Le sfortune dei celiaci, la definizione del pane e la societas perfecta
Le reazioni alla lettera
che la Congregazione per il culto divino ha scritto il 15 giugno a proposito
del pane e vino eucaristici rivelano alcune cose importanti, su cui è bene
riflettere con cura. E voglio cominciare con una considerazione che riguarda
una condizione – quella dei celiaci – che la lettera considera solo
indirettamente, ossia nel definire “materia valida” per l’eucaristia quel pane
che contenga almeno un certo livello di “glutine”. I soggetti non sono
considerati, se non indirettamente, secondo la “definizione della materia”.
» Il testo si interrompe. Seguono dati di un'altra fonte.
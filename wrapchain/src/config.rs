//! Chain configuration.

use serde::{Deserialize, Serialize};

use crate::error::ChainError;

/// Settings attached to a [`Chain`](crate::Chain) at creation.
///
/// Every field is optional; `None` means "no limit" or "unset".
#[non_exhaustive]
#[derive(Debug, Clone, Default, PartialEq, Eq, Serialize, Deserialize)]
pub struct ChainConfig {
    /// Maximum number of nested unit invocations in one call stack.
    ///
    /// A follow-on pointing at the unit with zero-based depth `d` fails
    /// with [`ChainError::TooDeep`] when `d >= max_depth`.
    #[serde(default)]
    pub max_depth: Option<usize>,

    /// Name recorded on every tracing event emitted by the chain.
    #[serde(default)]
    pub label: Option<String>,
}

impl ChainConfig {
    /// Cap recursion at `max_depth` nested units.
    #[must_use]
    pub fn with_max_depth(mut self, max_depth: usize) -> Self {
        self.max_depth = Some(max_depth);
        self
    }

    /// Label the chain in log output.
    #[must_use]
    pub fn with_label(mut self, label: impl Into<String>) -> Self {
        self.label = Some(label.into());
        self
    }

    /// Parse a config from JSON, e.g. `{"max_depth": 64, "label": "auth"}`.
    pub fn from_json(json: &str) -> Result<Self, ChainError> {
        serde_json::from_str(json).map_err(|e| ChainError::Config(e.to_string()))
    }

    pub(crate) fn label(&self) -> &str {
        self.label.as_deref().unwrap_or("")
    }
}

#[cfg(test)]
mod tests {
    use super::*;

    #[test]
    fn default_has_no_limit() {
        let config = ChainConfig::default();
        assert_eq!(config.max_depth, None);
        assert_eq!(config.label(), "");
    }

    #[test]
    fn builders_set_fields() {
        let config = ChainConfig::default().with_max_depth(8).with_label("auth");
        assert_eq!(config.max_depth, Some(8));
        assert_eq!(config.label.as_deref(), Some("auth"));
    }

    #[test]
    fn from_json_fills_missing_fields() {
        let config = ChainConfig::from_json(r#"{"max_depth": 3}"#).unwrap();
        assert_eq!(config, ChainConfig::default().with_max_depth(3));

        let empty = ChainConfig::from_json("{}").unwrap();
        assert_eq!(empty, ChainConfig::default());
    }

    #[test]
    fn from_json_rejects_bad_input() {
        let err = ChainConfig::from_json(r#"{"max_depth": "deep"}"#).unwrap_err();
        assert!(matches!(err, ChainError::Config(_)));
    }
}
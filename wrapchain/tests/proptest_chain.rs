//! Property-based tests: ordering and chaining laws.

use proptest::prelude::*;
use std::sync::atomic::{AtomicUsize, Ordering};
use std::sync::{Arc, Mutex};
use wrapchain::*;

/// Records its index when invoked, then continues.
struct OrderUnit {
    log: Arc<Mutex<Vec<usize>>>,
}

impl Wrappable<usize, (), ()> for OrderUnit {
    fn call(&self, index: &usize, args: (), follow_on: FollowOn<'_, usize, (), ()>) -> Outcome<()> {
        self.log.lock().unwrap().push(*index);
        follow_on.invoke(args)
    }
}

struct Terminal;

impl Wrappable<(), i64, i64> for Terminal {
    fn call(&self, _params: &(), args: i64, _follow_on: FollowOn<'_, (), i64, i64>) -> Outcome<i64> {
        Ok(Some(args))
    }
}

struct PassThrough;

impl Wrappable<(), i64, i64> for PassThrough {
    fn call(&self, _params: &(), args: i64, follow_on: FollowOn<'_, (), i64, i64>) -> Outcome<i64> {
        follow_on.invoke(args)
    }
}

struct Counted(Arc<AtomicUsize>);

impl Drop for Counted {
    fn drop(&mut self) {
        self.0.fetch_add(1, Ordering::SeqCst);
    }
}

proptest! {
    #[test]
    fn wrap_top_reverses_insertion_order(n in 1usize..32) {
        let log = Arc::new(Mutex::new(Vec::new()));
        let mut chain: Chain<usize, (), ()> = Chain::new();
        for i in 0..n {
            chain = chain.wrap_top(OrderUnit { log: log.clone() }, i);
        }

        chain.invoke(()).unwrap();

        let expected: Vec<usize> = (0..n).rev().collect();
        prop_assert_eq!(chain.params().copied().collect::<Vec<_>>(), expected.clone());
        prop_assert_eq!(log.lock().unwrap().clone(), expected);
    }

    #[test]
    fn wrap_bottom_keeps_insertion_order(n in 1usize..32) {
        let log = Arc::new(Mutex::new(Vec::new()));
        let mut chain: Chain<usize, (), ()> =
            Chain::new().wrap_top(OrderUnit { log: log.clone() }, 0);
        for i in 1..n {
            chain.wrap_bottom(OrderUnit { log: log.clone() }, i).unwrap();
        }

        chain.invoke(()).unwrap();

        let expected: Vec<usize> = (0..n).collect();
        prop_assert_eq!(chain.params().copied().collect::<Vec<_>>(), expected.clone());
        prop_assert_eq!(log.lock().unwrap().clone(), expected);
    }

    #[test]
    fn pass_through_law(depth in 1usize..64, value in any::<i64>()) {
        let mut chain: Chain<(), i64, i64> = Chain::new().wrap_top(Terminal, ());
        for _ in 0..depth {
            chain = chain.wrap_top(PassThrough, ());
        }
        prop_assert_eq!(chain.invoke(value).unwrap(), Some(value));
    }

    #[test]
    fn release_all_counts_every_unit(n in 0usize..64) {
        let released = Arc::new(AtomicUsize::new(0));
        let log = Arc::new(Mutex::new(Vec::new()));
        let mut chain: Chain<Counted, (), ()> = Chain::new();
        for _ in 0..n {
            chain = chain.wrap_top(
                wrap_fn({
                    let log = log.clone();
                    move |_: &Counted, args: (), next| {
                        log.lock().unwrap().push(());
                        next.invoke(args)
                    }
                }),
                Counted(released.clone()),
            );
        }

        prop_assert_eq!(chain.release_all(), n);
        prop_assert_eq!(released.load(Ordering::SeqCst), n);
        prop_assert!(log.lock().unwrap().is_empty());
    }
}
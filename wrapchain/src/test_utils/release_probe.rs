//! ReleaseProbe: params that count how many times they were released.

use std::sync::Arc;
use std::sync::atomic::{AtomicUsize, Ordering};

/// A params payload that bumps a shared counter when dropped.
///
/// Clone the probe's counter handle with [`ReleaseProbe::counter`] before
/// handing probes to a chain, then check [`ReleaseProbe::released`] after
/// teardown.
#[derive(Debug)]
pub struct ReleaseProbe {
    id: usize,
    released: Arc<AtomicUsize>,
}

impl ReleaseProbe {
    /// Create a probe reporting into `released`.
    pub fn new(id: usize, released: Arc<AtomicUsize>) -> Self {
        Self { id, released }
    }

    /// A fresh counter for a batch of probes.
    pub fn counter() -> Arc<AtomicUsize> {
        Arc::new(AtomicUsize::new(0))
    }

    /// How many probes sharing `counter` have been dropped so far.
    pub fn released(counter: &AtomicUsize) -> usize {
        counter.load(Ordering::SeqCst)
    }

    /// The id this probe was created with.
    pub fn id(&self) -> usize {
        self.id
    }
}

impl Drop for ReleaseProbe {
    fn drop(&mut self) {
        self.released.fetch_add(1, Ordering::SeqCst);
    }
}
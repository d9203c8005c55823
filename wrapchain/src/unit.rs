//! Units, callables, and the follow-on handle passed between them.
//!
//! The pattern is the same as an axum `from_fn` middleware stack: each
//! callable receives a [`FollowOn`] it can invoke to continue the chain,
//! or drop to short-circuit.

use std::sync::Arc;

use crate::config::ChainConfig;
use crate::error::ChainError;

/// What invoking a unit produces.
///
/// `Ok(None)` is the empty result returned when a chain runs out of units.
pub type Outcome<R> = Result<Option<R>, ChainError>;

/// A callable that can be wrapped into a [`Chain`](crate::Chain).
///
/// Each invocation receives:
/// - `params`: the payload stored alongside this callable in its unit
/// - `args`: whatever the caller (usually the superior unit) passed in
/// - `follow_on`: the rest of the chain
///
/// The callable may invoke `follow_on` zero or more times, rewrite args on
/// the way down, rewrite the result on the way up, or ignore it entirely.
pub trait Wrappable<P, A, R> {
    /// Run this callable.
    fn call(&self, params: &P, args: A, follow_on: FollowOn<'_, P, A, R>) -> Outcome<R>;
}

impl<P, A, R, W> Wrappable<P, A, R> for Box<W>
where
    W: Wrappable<P, A, R> + ?Sized,
{
    fn call(&self, params: &P, args: A, follow_on: FollowOn<'_, P, A, R>) -> Outcome<R> {
        (**self).call(params, args, follow_on)
    }
}

impl<P, A, R, W> Wrappable<P, A, R> for Arc<W>
where
    W: Wrappable<P, A, R> + ?Sized,
{
    fn call(&self, params: &P, args: A, follow_on: FollowOn<'_, P, A, R>) -> Outcome<R> {
        (**self).call(params, args, follow_on)
    }
}

/// One link in a chain. Owns its callable, its params, and its successor.
pub(crate) struct Unit<P, A, R> {
    pub(crate) callable: Box<dyn Wrappable<P, A, R>>,
    pub(crate) params: P,
    pub(crate) next: Option<Box<Unit<P, A, R>>>,
}

impl<P, A, R> Unit<P, A, R> {
    pub(crate) fn new(
        callable: Box<dyn Wrappable<P, A, R>>,
        params: P,
        next: Option<Box<Unit<P, A, R>>>,
    ) -> Self {
        Self {
            callable,
            params,
            next,
        }
    }
}

/// The remainder of a chain, as seen from inside a callable.
///
/// A borrowed, copyable handle: invoking it does not consume it, so a
/// callable may retry its follow-on. It cannot outlive the chain.
pub struct FollowOn<'a, P, A, R> {
    unit: Option<&'a Unit<P, A, R>>,
    depth: usize,
    config: &'a ChainConfig,
}

impl<P, A, R> Clone for FollowOn<'_, P, A, R> {
    fn clone(&self) -> Self {
        *self
    }
}

impl<P, A, R> Copy for FollowOn<'_, P, A, R> {}

impl<'a, P, A, R> FollowOn<'a, P, A, R> {
    pub(crate) fn new(
        unit: Option<&'a Unit<P, A, R>>,
        depth: usize,
        config: &'a ChainConfig,
    ) -> Self {
        Self {
            unit,
            depth,
            config,
        }
    }

    /// Invoke the first unit of this follow-on with `args`.
    ///
    /// Returns `Ok(None)` without running anything when the follow-on is
    /// empty. Otherwise returns exactly what the unit's callable returns.
    pub fn invoke(&self, args: A) -> Outcome<R> {
        let Some(unit) = self.unit else {
            tracing::trace!(chain = self.config.label(), depth = self.depth, "end of chain");
            return Ok(None);
        };

        if let Some(limit) = self.config.max_depth {
            if self.depth >= limit {
                tracing::warn!(chain = self.config.label(), limit, "chain depth limit reached");
                return Err(ChainError::TooDeep { limit });
            }
        }

        tracing::trace!(chain = self.config.label(), depth = self.depth, "invoking unit");
        let next = FollowOn::new(unit.next.as_deref(), self.depth + 1, self.config);
        unit.callable.call(&unit.params, args, next)
    }

    /// Whether there is nothing left to invoke.
    pub fn is_empty(&self) -> bool {
        self.unit.is_none()
    }

    /// Zero-based position of the next unit in the chain.
    pub fn depth(&self) -> usize {
        self.depth
    }
}

/// A closure adapted into a [`Wrappable`]. Built by [`wrap_fn`].
pub struct WrapFn<F> {
    f: F,
}

impl<P, A, R, F> Wrappable<P, A, R> for WrapFn<F>
where
    F: for<'a> Fn(&'a P, A, FollowOn<'a, P, A, R>) -> Outcome<R>,
{
    fn call(&self, params: &P, args: A, follow_on: FollowOn<'_, P, A, R>) -> Outcome<R> {
        (self.f)(params, args, follow_on)
    }
}

/// Create a callable from a closure.
///
/// # Example
///
/// ```
/// use wrapchain::{Chain, wrap_fn};
///
/// let chain: Chain<(), String, usize> = Chain::new()
///     .wrap_top(wrap_fn(|_: &(), args: String, _next| Ok(Some(args.len()))), ());
///
/// assert_eq!(chain.invoke("hello".into()).unwrap(), Some(5));
/// ```
#[must_use]
pub fn wrap_fn<P, A, R, F>(f: F) -> WrapFn<F>
where
    F: for<'a> Fn(&'a P, A, FollowOn<'a, P, A, R>) -> Outcome<R>,
{
    WrapFn { f }
}
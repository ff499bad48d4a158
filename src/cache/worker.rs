//! The response cache worker.
//!
//! The worker runs as its own task and shares no mutable state with the host
//! application: the host sends `WorkerCommand`s over a channel and watches the
//! worker's lifecycle state. Intercepted fetches are each handled on their own
//! task, so requests for different keys never wait on each other.

use futures::future::BoxFuture;
use std::sync::Arc;
use tokio::sync::{mpsc, oneshot, watch};
use tracing::{debug, info, warn};

use super::generation::Release;
use super::layer::CacheLayer;
use super::traits::{CacheError, CacheStorage, InstallError};
use crate::http::{Fetch, FetchError, Request, Response};

/// Lifecycle of one worker version.
#[derive(Debug, Clone, Copy, PartialEq, Eq)]
pub enum WorkerState {
  Uninstalled,
  Installing,
  /// Installed and waiting to be activated
  Installed,
  Activating,
  /// Intercepting requests
  Active,
  /// Failed to install, or replaced/stopped
  Redundant,
}

/// Messages from the host to the worker.
pub enum WorkerCommand {
  Fetch {
    request: Request,
    reply: oneshot::Sender<Result<Response, FetchError>>,
  },
  Install {
    reply: oneshot::Sender<Result<(), InstallError>>,
  },
  /// Mark an already installed release as installed without refetching.
  Resume {
    reply: oneshot::Sender<Result<bool, CacheError>>,
  },
  Activate {
    reply: oneshot::Sender<Result<Vec<String>, CacheError>>,
  },
}

struct Worker<S: CacheStorage> {
  layer: Arc<CacheLayer<S>>,
  state: watch::Sender<WorkerState>,
}

impl<S: CacheStorage + 'static> Worker<S> {
  fn current(&self) -> WorkerState {
    *self.state.borrow()
  }

  fn transition(&self, next: WorkerState) {
    debug!(release = %self.layer.release().label(), from = ?self.current(), to = ?next, "worker state");
    self.state.send_replace(next);
  }

  async fn run(self, mut commands: mpsc::Receiver<WorkerCommand>) {
    while let Some(command) = commands.recv().await {
      match command {
        WorkerCommand::Fetch { request, reply } => {
          let layer = Arc::clone(&self.layer);
          let intercepting = self.current() == WorkerState::Active;
          tokio::spawn(async move {
            let result = if intercepting {
              layer.handle(request).await
            } else {
              layer.passthrough(request).await
            };
            // Ignore send errors - the caller may have gone away
            let _ = reply.send(result);
          });
        }
        WorkerCommand::Install { reply } => {
          let _ = reply.send(self.install().await);
        }
        WorkerCommand::Resume { reply } => {
          let _ = reply.send(self.resume().await);
        }
        WorkerCommand::Activate { reply } => {
          let _ = reply.send(self.activate().await);
        }
      }
    }

    self.transition(WorkerState::Redundant);
  }

  async fn install(&self) -> Result<(), InstallError> {
    let state = self.current();
    if state != WorkerState::Uninstalled {
      return Err(CacheError::InvalidTransition {
        action: "install",
        state,
      }
      .into());
    }

    self.transition(WorkerState::Installing);
    match self.layer.install().await {
      Ok(()) => {
        self.transition(WorkerState::Installed);
        Ok(())
      }
      Err(e) => {
        warn!(release = %self.layer.release().label(), error = %e, "installation failed");
        self.transition(WorkerState::Redundant);
        Err(e)
      }
    }
  }

  async fn resume(&self) -> Result<bool, CacheError> {
    if self.current() != WorkerState::Uninstalled {
      return Ok(false);
    }
    let installed = self.layer.is_installed().await?;
    if installed {
      self.transition(WorkerState::Installed);
    }
    Ok(installed)
  }

  async fn activate(&self) -> Result<Vec<String>, CacheError> {
    let state = self.current();
    match state {
      WorkerState::Installed => {
        self.transition(WorkerState::Activating);
        match self.layer.activate().await {
          Ok(purged) => {
            self.transition(WorkerState::Active);
            info!(release = %self.layer.release().label(), "activated");
            Ok(purged)
          }
          Err(e) => {
            self.transition(WorkerState::Installed);
            Err(e)
          }
        }
      }
      // Re-running the cleanup is harmless
      WorkerState::Active => self.layer.activate().await,
      state => Err(CacheError::InvalidTransition {
        action: "activate",
        state,
      }),
    }
  }
}

/// Host-side handle to a running worker.
///
/// Cheap to clone; the worker stops once every handle is dropped.
#[derive(Clone)]
pub struct WorkerHandle {
  commands: mpsc::Sender<WorkerCommand>,
  state: watch::Receiver<WorkerState>,
  release: Release,
}

impl WorkerHandle {
  /// Spawn a worker for the layer's release, starting `Uninstalled`.
  pub fn spawn<S: CacheStorage + 'static>(layer: CacheLayer<S>) -> Self {
    let release = layer.release().clone();
    let (commands, rx) = mpsc::channel(64);
    let (state_tx, state) = watch::channel(WorkerState::Uninstalled);

    let worker = Worker {
      layer: Arc::new(layer),
      state: state_tx,
    };
    tokio::spawn(worker.run(rx));

    Self {
      commands,
      state,
      release,
    }
  }

  pub fn state(&self) -> WorkerState {
    *self.state.borrow()
  }

  pub fn release(&self) -> &Release {
    &self.release
  }

  async fn call<T>(
    &self,
    command: impl FnOnce(oneshot::Sender<T>) -> WorkerCommand,
  ) -> Result<T, CacheError> {
    let (reply, rx) = oneshot::channel();
    self
      .commands
      .send(command(reply))
      .await
      .map_err(|_| CacheError::WorkerGone)?;
    rx.await.map_err(|_| CacheError::WorkerGone)
  }

  pub async fn install(&self) -> Result<(), InstallError> {
    self
      .call(|reply| WorkerCommand::Install { reply })
      .await?
  }

  /// Returns `false` if the release still needs a full install.
  pub async fn resume(&self) -> Result<bool, CacheError> {
    self.call(|reply| WorkerCommand::Resume { reply }).await?
  }

  /// Activate the worker, returning the purged cache names.
  pub async fn activate(&self) -> Result<Vec<String>, CacheError> {
    self.call(|reply| WorkerCommand::Activate { reply }).await?
  }

  /// Wait until the worker reports `Active`.
  pub async fn wait_until_active(&self) -> Result<(), CacheError> {
    let mut state = self.state.clone();
    let reached = *state
      .wait_for(|s| matches!(s, WorkerState::Active | WorkerState::Redundant))
      .await
      .map_err(|_| CacheError::WorkerGone)?;

    if reached == WorkerState::Redundant {
      return Err(CacheError::InvalidTransition {
        action: "wait for",
        state: reached,
      });
    }
    Ok(())
  }
}

impl Fetch for WorkerHandle {
  fn fetch(&self, request: Request) -> BoxFuture<'static, Result<Response, FetchError>> {
    let commands = self.commands.clone();
    Box::pin(async move {
      let (reply, rx) = oneshot::channel();
      commands
        .send(WorkerCommand::Fetch { request, reply })
        .await
        .map_err(|_| FetchError::Unavailable("worker stopped".to_string()))?;
      rx.await
        .map_err(|_| FetchError::Unavailable("worker dropped the request".to_string()))?
    })
  }
}

#[cfg(test)]
mod tests {
  use super::*;
  use crate::cache::layer::tests::{release, ORIGIN};
  use crate::cache::storage::SqliteStorage;
  use crate::http::mock::MockTransport;
  use crate::http::ResponseSource;
  use url::Url;

  fn spawn(network: &Arc<MockTransport>, storage: Arc<SqliteStorage>) -> WorkerHandle {
    let layer = CacheLayer::new(
      storage,
      network.clone(),
      release("v1", "v1", &["/", "/index.html"]),
      "abc.supabase.co",
      Url::parse(ORIGIN).unwrap(),
    );
    WorkerHandle::spawn(layer)
  }

  fn routed_network() -> Arc<MockTransport> {
    let network = MockTransport::new();
    network.route("http://localhost:5173/", Response::new(200, "<html>root</html>"));
    network.route("http://localhost:5173/index.html", Response::new(200, "<html>index</html>"));
    network
  }

  fn get(url: &str) -> Request {
    Request::get(Url::parse(url).unwrap())
  }

  #[tokio::test]
  async fn test_lifecycle_install_then_activate() {
    let network = routed_network();
    let worker = spawn(&network, Arc::new(SqliteStorage::open_in_memory().unwrap()));
    assert_eq!(worker.state(), WorkerState::Uninstalled);

    worker.install().await.unwrap();
    assert_eq!(worker.state(), WorkerState::Installed);

    worker.activate().await.unwrap();
    assert_eq!(worker.state(), WorkerState::Active);
    worker.wait_until_active().await.unwrap();
  }

  #[tokio::test]
  async fn test_failed_install_makes_worker_redundant() {
    let network = MockTransport::new();
    let worker = spawn(&network, Arc::new(SqliteStorage::open_in_memory().unwrap()));

    assert!(worker.install().await.is_err());
    assert_eq!(worker.state(), WorkerState::Redundant);
    assert!(worker.wait_until_active().await.is_err());
  }

  #[tokio::test]
  async fn test_activate_before_install_is_rejected() {
    let network = routed_network();
    let worker = spawn(&network, Arc::new(SqliteStorage::open_in_memory().unwrap()));

    let err = worker.activate().await.unwrap_err();
    assert!(matches!(
      err,
      CacheError::InvalidTransition {
        state: WorkerState::Uninstalled,
        ..
      }
    ));
  }

  #[tokio::test]
  async fn test_requests_bypass_cache_until_active() {
    let network = routed_network();
    let storage = Arc::new(SqliteStorage::open_in_memory().unwrap());
    let worker = spawn(&network, storage.clone());
    network.route("http://localhost:5173/logo.png", Response::new(200, "png"));

    worker.fetch(get("http://localhost:5173/logo.png")).await.unwrap();
    assert!(!storage.has_cache("songbook-poc-cache-v1").unwrap());

    worker.install().await.unwrap();
    worker.activate().await.unwrap();
    worker.fetch(get("http://localhost:5173/logo.png")).await.unwrap();
    assert_eq!(storage.keys("songbook-poc-cache-v1").unwrap().len(), 3);
  }

  #[tokio::test]
  async fn test_manifest_document_served_while_offline() {
    let network = routed_network();
    let worker = spawn(&network, Arc::new(SqliteStorage::open_in_memory().unwrap()));
    worker.install().await.unwrap();
    worker.activate().await.unwrap();

    network.set_online(false);
    let response = worker.fetch(get("http://localhost:5173/")).await.unwrap();

    assert_eq!(response.source, ResponseSource::Cache);
    assert_eq!(response.text(), "<html>root</html>");
  }

  #[tokio::test]
  async fn test_resume_skips_network_for_installed_release() {
    let network = routed_network();
    let storage = Arc::new(SqliteStorage::open_in_memory().unwrap());
    let first = spawn(&network, storage.clone());
    first.install().await.unwrap();
    drop(first);

    network.reset_calls();
    let second = spawn(&network, storage);
    assert!(second.resume().await.unwrap());
    assert_eq!(second.state(), WorkerState::Installed);
    assert_eq!(network.calls(), 0);
  }

  #[tokio::test]
  async fn test_concurrent_fetches_are_all_answered() {
    let network = routed_network();
    let worker = spawn(&network, Arc::new(SqliteStorage::open_in_memory().unwrap()));
    worker.install().await.unwrap();
    worker.activate().await.unwrap();

    let fetches = (0..16).map(|i| {
      let worker = worker.clone();
      let url = if i % 2 == 0 {
        "http://localhost:5173/"
      } else {
        "http://localhost:5173/index.html"
      };
      async move { worker.fetch(get(url)).await }
    });
    let responses = futures::future::join_all(fetches).await;

    assert!(responses.iter().all(|r| r.as_ref().is_ok_and(|r| r.status == 200)));
  }
}
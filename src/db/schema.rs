//! Song store schema.
//!
//! `MIGRATIONS[n]` upgrades the database from version `n` to `n + 1`; the
//! persisted version lives in `PRAGMA user_version`.

/// Logical database name, also used for the file name.
pub const DB_NAME: &str = "songbook-poc";

pub const MIGRATIONS: &[&str] = &[
  // 1: song metadata and song payloads, both keyed by the remote id
  r#"
CREATE TABLE IF NOT EXISTS songs (
    id INTEGER PRIMARY KEY,
    name TEXT NOT NULL,
    artist TEXT NOT NULL,
    last_updated INTEGER NOT NULL
);

CREATE TABLE IF NOT EXISTS song_data (
    id INTEGER PRIMARY KEY,
    data TEXT NOT NULL,
    last_updated INTEGER NOT NULL
);
"#,
];

pub fn schema_version() -> u32 {
  MIGRATIONS.len() as u32
}
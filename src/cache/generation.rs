//! Versioned cache generations.
//!
//! A generation name is `<prefix>-<version>`. Bumping the version token is the
//! only way to invalidate a generation: on activation, every cache in the
//! same family (same prefix) with a different version is purged.

use serde::{Deserialize, Serialize};

#[derive(Debug, Clone, PartialEq, Eq, Serialize, Deserialize)]
pub struct Generation {
  pub prefix: String,
  pub version: String,
}

impl Generation {
  pub fn new(prefix: impl Into<String>, version: impl Into<String>) -> Self {
    Self {
      prefix: prefix.into(),
      version: version.into(),
    }
  }

  pub fn name(&self) -> String {
    format!("{}-{}", self.prefix, self.version)
  }

  /// Whether `cache_name` belongs to this generation's family, any version.
  pub fn is_family(&self, cache_name: &str) -> bool {
    cache_name
      .strip_prefix(&self.prefix)
      .and_then(|rest| rest.strip_prefix('-'))
      .is_some_and(|version| !version.is_empty())
  }
}

/// Everything a worker version owns: its two generations and the manifest it
/// installs. Persisted as JSON to remember the active and waiting versions.
#[derive(Debug, Clone, PartialEq, Eq, Serialize, Deserialize)]
pub struct Release {
  pub static_assets: Generation,
  pub remote_data: Generation,
  /// Root-relative paths of critical assets
  pub manifest: Vec<String>,
}

impl Release {
  pub fn static_cache(&self) -> String {
    self.static_assets.name()
  }

  pub fn data_cache(&self) -> String {
    self.remote_data.name()
  }

  /// Whether both releases name the same two generations. Only a version
  /// change makes a new release; manifest edits alone do not.
  pub fn same_generations(&self, other: &Release) -> bool {
    self.static_assets == other.static_assets && self.remote_data == other.remote_data
  }

  /// Cache names left behind by other versions of this release's families.
  pub fn stale_caches<'a>(&self, names: &'a [String]) -> Vec<&'a String> {
    let current = [self.static_cache(), self.data_cache()];
    names
      .iter()
      .filter(|name| !current.contains(*name))
      .filter(|name| {
        self.static_assets.is_family(name.as_str()) || self.remote_data.is_family(name.as_str())
      })
      .collect()
  }

  /// Short label for logs and prompts.
  pub fn label(&self) -> String {
    format!("{} + {}", self.static_cache(), self.data_cache())
  }
}

#[cfg(test)]
mod tests {
  use super::*;

  fn release(static_version: &str, data_version: &str) -> Release {
    Release {
      static_assets: Generation::new("songbook-poc-cache", static_version),
      remote_data: Generation::new("song-data-cache", data_version),
      manifest: vec!["/".to_string()],
    }
  }

  #[test]
  fn test_generation_name_embeds_version() {
    assert_eq!(
      Generation::new("songbook-poc-cache", "v1").name(),
      "songbook-poc-cache-v1"
    );
  }

  #[test]
  fn test_family_membership() {
    let generation = Generation::new("song-data-cache", "v2");
    assert!(generation.is_family("song-data-cache-v1"));
    assert!(generation.is_family("song-data-cache-v2"));
    assert!(!generation.is_family("song-data-cache-"));
    assert!(!generation.is_family("song-data-cachev1"));
    assert!(!generation.is_family("songbook-poc-cache-v1"));
  }

  #[test]
  fn test_stale_caches_excludes_current_and_foreign_names() {
    let names: Vec<String> = [
      "songbook-poc-cache-v1",
      "songbook-poc-cache-v2",
      "song-data-cache-v1",
      "unrelated-cache",
    ]
    .iter()
    .map(|s| s.to_string())
    .collect();

    let stale = release("v2", "v1").stale_caches(&names);
    assert_eq!(stale, vec![&names[0]]);
  }

  #[test]
  fn test_manifest_edit_keeps_generations() {
    let mut edited = release("v1", "v1");
    edited.manifest.push("/new.js".to_string());

    assert!(release("v1", "v1").same_generations(&edited));
    assert!(!release("v1", "v1").same_generations(&release("v1", "v2")));
    assert!(!release("v1", "v1").same_generations(&release("v2", "v1")));
  }

  #[test]
  fn test_stale_caches_empty_when_nothing_to_purge() {
    let names = vec![
      "songbook-poc-cache-v1".to_string(),
      "song-data-cache-v1".to_string(),
    ];
    assert!(release("v1", "v1").stale_caches(&names).is_empty());
  }
}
Questo stile è classico per il magistero ecclesiale. Esso era maturato nello
schema della società chiusa, che aveva bisogno di certezze immediate e
immediatamente applicabili. Una definizione netta di “pane” permetteva di
separare drasticamente due campi, senza mediazioni, che distinguono tra
“materia valida” e “materia invalida”. Questo riduce le variabili, semplifica
le articolazioni pastorali, assicura il controllo del popolo. Questa
impostazione, se non viene oggi calibrata sulla “società aperta”, produce
continue ingiustizie e perde preziose occasioni di riconoscimento. Proviamo a
capire perché.
Pane e vino non sono
concetti teologici
Una cosa è evidente,
nella tradizione cristiana. Che la teologia del corpo e sangue di Cristo viene
mediata dal pane e dal vino dati, offerti, ricevuti, mangiati e bevuti, assunti
e assimilati. Ma la competenza della Chiesa e del teologo non copre tutta la
realtà. Ciò che pane e vino sono in una data cultura non può essere definito
dalla Chiesa. Essa riceve, nella cultura, la mediazione del Corpo di Cristo. La
pretesa di definire teologicamente, dottrinalmente e disciplinarmente la
materia contraddice con la logica complessa della rivelazione in Cristo. Nella
eucaristia, come insegna Tommaso d’Aquino, il pane e il vino sono “specie
inaggirabili”. Per questo la cultura umana, la storia e la simbolica dell’uomo,
sono assunte nella narrazione e nel rito centrale della fede cristiana.
Il celiaco e la dottrina
ecclesiale
La Chiesa si è abituata,
invece, a definire anche ciò su cui non ha assoluta competenza. Non può
definire in modo assoluto né il pane né il vino. Nel pane e nel vino parlano
una cultura e una storia che la Chiesa riceve e non può anticipare. Ma non
basta. La Chiesa dovrebbe avere imparato, dalla storia degli ultimi 200 anni,
che identificare lo “status quo” con la volontà di Dio è un pericolo troppo
grande. Questo è un tipico difetto della società chiusa o pre-moderna: essa può
correre sempre il rischio di identificare la volontà di Dio con un mondo senza
ferrovie, senza donne che praticano lo sport, senza donne giudice o senza
scuole pubbliche obbligatorie. Questa tendenza si è mostrata molto forte anche
nel modo di interpretare le forme di “disabilità” o di “limitazione”.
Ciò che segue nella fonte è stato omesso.